Here's why I think you might like the book: he explains the process of his reasoning, including the dead ends, so that you can evaluate his results and decide for yourself. I like that; I hate being told what to believe and to "shut up" whenever I challenge the status quo. Even if you don't agree with his conclusions, the theory and process throughout the book are worth pondering. - toddhenkel, on 10/12/2007, -0/+2The Portuguese should have patented the island. Then they could take the British and Dutch to court, get an injunction to shut down all operations on the island and demand payment for lost opportunities. And the DCMA could be utilized to ensure no one copies the map without authorization.
- jambox, on 10/12/2007, -0/+0I read that "Wyoming" is a Chinese name. Don't know if it's true but I couldn't find anything to say what it had been named after...
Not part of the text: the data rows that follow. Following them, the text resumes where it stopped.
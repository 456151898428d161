//! Low-level ZIP archive parser.
//!
//! This module handles the binary parsing of ZIP file structures over an
//! archive that is fully held in memory.
//!
//! ## Parsing Strategy
//!
//! ZIP files are designed to be read from the end:
//! 1. Find the End of Central Directory (EOCD) at the buffer's end
//! 2. If ZIP64, read the ZIP64 EOCD for large file support
//! 3. Read the Central Directory to get metadata for all files
//! 4. For extraction, read each file's Local File Header and data
//!
//! The Central Directory is the authority on what the archive contains;
//! local headers are only consulted to locate file data.

use byteorder::{LittleEndian, ReadBytesExt};
use std::io::{Cursor, Read};

use crate::error::{Error, Result};

use super::structures::*;

/// Maximum ZIP comment size allowed by the format (65535 bytes).
///
/// This limits the search area when looking for EOCD with a comment.
const MAX_COMMENT_SIZE: usize = 65535;

/// ZIP parser over an in-memory archive.
///
/// ## Example
///
/// ```ignore
/// let parser = ZipParser::new(&bytes);
/// for entry in parser.list_files()? {
///     let compressed = parser.compressed_data(&entry)?;
///     // Inflate according to entry.compression_method...
/// }
/// ```
pub struct ZipParser<'a> {
    data: &'a [u8],
}

impl<'a> ZipParser<'a> {
    pub fn new(data: &'a [u8]) -> Self {
        Self { data }
    }

    /// Bounds-checked view of `len` bytes at `offset`.
    fn slice(&self, offset: u64, len: u64, what: &str) -> Result<&'a [u8]> {
        let start = usize::try_from(offset).ok();
        let end = offset.checked_add(len).and_then(|e| usize::try_from(e).ok());
        match (start, end) {
            (Some(start), Some(end)) if end <= self.data.len() => Ok(&self.data[start..end]),
            _ => Err(Error::InvalidArchive(format!(
                "{what} at offset {offset} runs past the end of the archive"
            ))),
        }
    }

    /// Find and parse the End of Central Directory record.
    ///
    /// Handles both the simple case (no comment) and archives with comments
    /// by searching backwards for the signature.
    ///
    /// # Returns
    ///
    /// A tuple of (EOCD record, offset of EOCD in the buffer).
    pub fn find_eocd(&self) -> Result<(EndOfCentralDirectory, u64)> {
        let size = self.data.len();
        if size < EndOfCentralDirectory::SIZE {
            return Err(Error::InvalidArchive("not a valid ZIP file".to_string()));
        }

        // Common case first: no comment, EOCD is the last 22 bytes.
        let offset = size - EndOfCentralDirectory::SIZE;
        let tail = &self.data[offset..];
        if &tail[0..4] == EndOfCentralDirectory::SIGNATURE && tail[20..22] == [0, 0] {
            let eocd = EndOfCentralDirectory::from_bytes(tail)?;
            return Ok((eocd, offset as u64));
        }

        // Search backwards for PK\x05\x06 whose comment length reaches
        // exactly to the end of the buffer.
        let search_start = size.saturating_sub(MAX_COMMENT_SIZE + EndOfCentralDirectory::SIZE);
        let window = &self.data[search_start..];
        for i in (0..=window.len() - EndOfCentralDirectory::SIZE).rev() {
            if &window[i..i + 4] == EndOfCentralDirectory::SIGNATURE {
                let comment_len = u16::from_le_bytes([window[i + 20], window[i + 21]]) as usize;
                if comment_len == window.len() - i - EndOfCentralDirectory::SIZE {
                    let eocd = EndOfCentralDirectory::from_bytes(&window[i..])?;
                    return Ok((eocd, (search_start + i) as u64));
                }
            }
        }

        Err(Error::InvalidArchive("not a valid ZIP file".to_string()))
    }

    /// Read the ZIP64 End of Central Directory record.
    ///
    /// Called when the regular EOCD indicates ZIP64 extensions are needed
    /// (fields set to 0xFFFF or 0xFFFFFFFF).
    pub fn read_zip64_eocd(&self, eocd_offset: u64) -> Result<Zip64EOCD> {
        // The ZIP64 EOCD Locator is located immediately before the regular EOCD
        let locator_offset = eocd_offset
            .checked_sub(Zip64EOCDLocator::SIZE as u64)
            .ok_or_else(|| Error::InvalidArchive("missing ZIP64 locator".to_string()))?;
        let locator = Zip64EOCDLocator::from_bytes(self.slice(
            locator_offset,
            Zip64EOCDLocator::SIZE as u64,
            "ZIP64 locator",
        )?)?;

        Zip64EOCD::from_bytes(self.slice(
            locator.eocd64_offset,
            Zip64EOCD::MIN_SIZE as u64,
            "ZIP64 end of central directory",
        )?)
    }

    /// List all entries of the archive in Central Directory order.
    pub fn list_files(&self) -> Result<Vec<ZipFileEntry>> {
        let (eocd, eocd_offset) = self.find_eocd()?;

        let (cd_offset, cd_size, total_entries) = if eocd.is_zip64() {
            let eocd64 = self.read_zip64_eocd(eocd_offset)?;
            (eocd64.cd_offset, eocd64.cd_size, eocd64.total_entries)
        } else {
            (
                eocd.cd_offset as u64,
                eocd.cd_size as u64,
                eocd.total_entries as u64,
            )
        };

        let cd_data = self.slice(cd_offset, cd_size, "central directory")?;

        // Every header takes at least CDFH_MIN_SIZE bytes, which bounds a
        // forged entry count.
        let capacity = total_entries.min((cd_data.len() / CDFH_MIN_SIZE) as u64);
        let mut entries = Vec::with_capacity(capacity as usize);
        let mut cursor = Cursor::new(cd_data);

        for _ in 0..total_entries {
            entries.push(self.parse_cdfh(&mut cursor)?);
        }

        Ok(entries)
    }

    /// Parse a Central Directory File Header from a cursor.
    fn parse_cdfh(&self, cursor: &mut Cursor<&[u8]>) -> Result<ZipFileEntry> {
        self.read_cdfh(cursor).map_err(|err| match err {
            Error::Io(io) => {
                Error::InvalidArchive(format!("truncated central directory header: {io}"))
            }
            other => other,
        })
    }

    fn read_cdfh(&self, cursor: &mut Cursor<&[u8]>) -> Result<ZipFileEntry> {
        let mut sig = [0u8; 4];
        cursor.read_exact(&mut sig)?;
        if sig != CDFH_SIGNATURE {
            return Err(Error::InvalidArchive(
                "invalid central directory file header".to_string(),
            ));
        }

        let version_made_by = cursor.read_u16::<LittleEndian>()?;
        let _version_needed = cursor.read_u16::<LittleEndian>()?;
        let flags = cursor.read_u16::<LittleEndian>()?;
        let compression_method = cursor.read_u16::<LittleEndian>()?;
        let last_mod_time = cursor.read_u16::<LittleEndian>()?;
        let last_mod_date = cursor.read_u16::<LittleEndian>()?;
        let crc32 = cursor.read_u32::<LittleEndian>()?;
        let mut compressed_size = cursor.read_u32::<LittleEndian>()? as u64;
        let mut uncompressed_size = cursor.read_u32::<LittleEndian>()? as u64;
        let file_name_length = cursor.read_u16::<LittleEndian>()?;
        let extra_field_length = cursor.read_u16::<LittleEndian>()?;
        let file_comment_length = cursor.read_u16::<LittleEndian>()?;
        let _disk_number_start = cursor.read_u16::<LittleEndian>()?;
        let _internal_attrs = cursor.read_u16::<LittleEndian>()?;
        let external_attrs = cursor.read_u32::<LittleEndian>()?;
        let mut lfh_offset = cursor.read_u32::<LittleEndian>()? as u64;

        let mut file_name_bytes = vec![0u8; file_name_length as usize];
        cursor.read_exact(&mut file_name_bytes)?;
        let file_name = String::from_utf8_lossy(&file_name_bytes).into_owned();

        // ZIP64 extended information lives in extra field 0x0001; each value
        // is present only if the matching header field is saturated.
        let extra_field_end = cursor.position() + extra_field_length as u64;
        while cursor.position() + 4 <= extra_field_end {
            let header_id = cursor.read_u16::<LittleEndian>()?;
            let field_size = cursor.read_u16::<LittleEndian>()?;
            let field_end = cursor.position() + field_size as u64;

            if header_id == 0x0001 {
                if uncompressed_size == 0xFFFFFFFF && cursor.position() + 8 <= field_end {
                    uncompressed_size = cursor.read_u64::<LittleEndian>()?;
                }
                if compressed_size == 0xFFFFFFFF && cursor.position() + 8 <= field_end {
                    compressed_size = cursor.read_u64::<LittleEndian>()?;
                }
                if lfh_offset == 0xFFFFFFFF && cursor.position() + 8 <= field_end {
                    lfh_offset = cursor.read_u64::<LittleEndian>()?;
                }
            }
            cursor.set_position(field_end);
        }

        cursor.set_position(extra_field_end + file_comment_length as u64);
        if cursor.position() > cursor.get_ref().len() as u64 {
            return Err(Error::InvalidArchive(format!(
                "central directory header for {file_name} is truncated"
            )));
        }

        Ok(ZipFileEntry {
            file_name,
            version_made_by,
            flags,
            compression_method: CompressionMethod::from_u16(compression_method),
            compressed_size,
            uncompressed_size,
            crc32,
            lfh_offset,
            last_mod_time,
            last_mod_date,
            external_attrs,
        })
    }

    /// Get the offset where an entry's compressed data begins.
    ///
    /// The Local File Header has variable-length fields (filename, extra
    /// field) that may differ from the Central Directory entry, so they are
    /// re-read here.
    pub fn data_offset(&self, entry: &ZipFileEntry) -> Result<u64> {
        let lfh = self.slice(entry.lfh_offset, LFH_SIZE as u64, "local file header")?;
        if &lfh[0..4] != LFH_SIGNATURE {
            return Err(Error::InvalidArchive(format!(
                "invalid local file header for {}",
                entry.file_name
            )));
        }

        let file_name_length = u16::from_le_bytes([lfh[26], lfh[27]]) as u64;
        let extra_field_length = u16::from_le_bytes([lfh[28], lfh[29]]) as u64;

        Ok(entry.lfh_offset + LFH_SIZE as u64 + file_name_length + extra_field_length)
    }

    /// Raw (possibly compressed) bytes of an entry.
    pub fn compressed_data(&self, entry: &ZipFileEntry) -> Result<&'a [u8]> {
        let offset = self.data_offset(entry)?;
        self.slice(offset, entry.compressed_size, "file data")
    }
}

#[cfg(test)]
#[allow(clippy::unwrap_used)]
mod tests {
    use super::*;
    use crate::test_utils::ZipTestBuilder;

    #[test]
    fn test_list_files_in_order() {
        let data = ZipTestBuilder::new()
            .add_directory("a/")
            .add_file("a/b.txt", b"hi")
            .add_deflated("c.txt", b"hello hello hello")
            .build();

        let entries = ZipParser::new(&data).list_files().unwrap();
        let names: Vec<_> = entries.iter().map(|e| e.file_name.as_str()).collect();
        assert_eq!(names, ["a/", "a/b.txt", "c.txt"]);
        assert_eq!(entries[1].uncompressed_size, 2);
        assert_eq!(entries[2].compression_method, CompressionMethod::Deflate);
    }

    #[test]
    fn test_eocd_with_comment() {
        let data = ZipTestBuilder::new()
            .add_file("a.txt", b"a")
            .comment(b"built by tests")
            .build();

        let parser = ZipParser::new(&data);
        let (eocd, offset) = parser.find_eocd().unwrap();
        assert_eq!(eocd.comment_len, 14);
        assert_eq!(offset as usize, data.len() - 22 - 14);
        assert_eq!(parser.list_files().unwrap().len(), 1);
    }

    #[test]
    fn test_stored_data() {
        let data = ZipTestBuilder::new().add_file("a/b.txt", b"hi").build();
        let parser = ZipParser::new(&data);
        let entries = parser.list_files().unwrap();
        assert_eq!(parser.compressed_data(&entries[0]).unwrap(), b"hi");
    }

    #[test]
    fn test_not_a_zip() {
        let err = ZipParser::new(b"definitely not a zip archive")
            .list_files()
            .unwrap_err();
        assert!(err.is_container_format());

        let err = ZipParser::new(b"PK").list_files().unwrap_err();
        assert!(err.is_container_format());
    }

    #[test]
    fn test_central_directory_out_of_bounds() {
        let mut data = ZipTestBuilder::new().add_file("a.txt", b"a").build();
        let len = data.len();
        // Point the central directory offset past the end of the buffer.
        data[len - 6..len - 2].copy_from_slice(&0xFFFF_FFFEu32.to_le_bytes());

        let err = ZipParser::new(&data).list_files().unwrap_err();
        assert!(err.is_container_format());
    }

    #[test]
    fn test_truncated_central_directory() {
        let mut data = ZipTestBuilder::new().add_file("a.txt", b"a").build();
        let len = data.len();
        // Claim two entries while only one header is present.
        data[len - 12..len - 10].copy_from_slice(&2u16.to_le_bytes());

        let err = ZipParser::new(&data).list_files().unwrap_err();
        assert!(err.is_container_format());
    }
}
Anyone know for sure? - DeskFlyer, on 10/12/2007, -0/+2Portuguese women are cute.
http://www.womenonwaves.org/article-1020.546-fr.html - kolobcreek, on 10/12/2007, -0/+1Bloody hell. Try and take it back. We'll sick Crocodile Dundee on them.
- cavadela, on 10/12/2007, -0/+3no one really wants a island that big. it's full of australians anyway...
- dBass, on 10/12/2007, -3/+2How do you "discover" a country if when you got there, people were already there? Tagged as Euro centric *****.
- SimonGray, on 10/12/2007, -0/+2Did someone piss on your cereals this morning or what?
- ciws, on 10/12/2007, -0/+1Wait for the last one when you find out that Columbo was Portuguese.
- lowededwookie, on 10/12/2007, -0/+0So what? It was the British that landed and stole the land. Who found it first is immaterial.
I live in New Zealand and everyone knows Abel Tasman discovered New Zealand first but it was James Cook that landed first. By "found first" I mean discovered by "learned" society, i.e. Europeans.
Of course there's now huge debate over that even due to ruins found that predate the Moriori and Maori and are in fact reminiscient of Gaelic cultures which is quite a spanner in the works. Apparently these people were there 1000 years before the Moriori - Aussie, on 10/12/2007, -0/+1We'll never know when the Aborigines arrived. The figure just gets multiplied by a few thousand every few years. It used to be 20,000 years ago, now it's about 80,000. We'll be taking bets.
- OMGLINUXWOAH, on 10/12/2007, -0/+1So the Aborigines who lived their have Portugal to thank. Fascinating.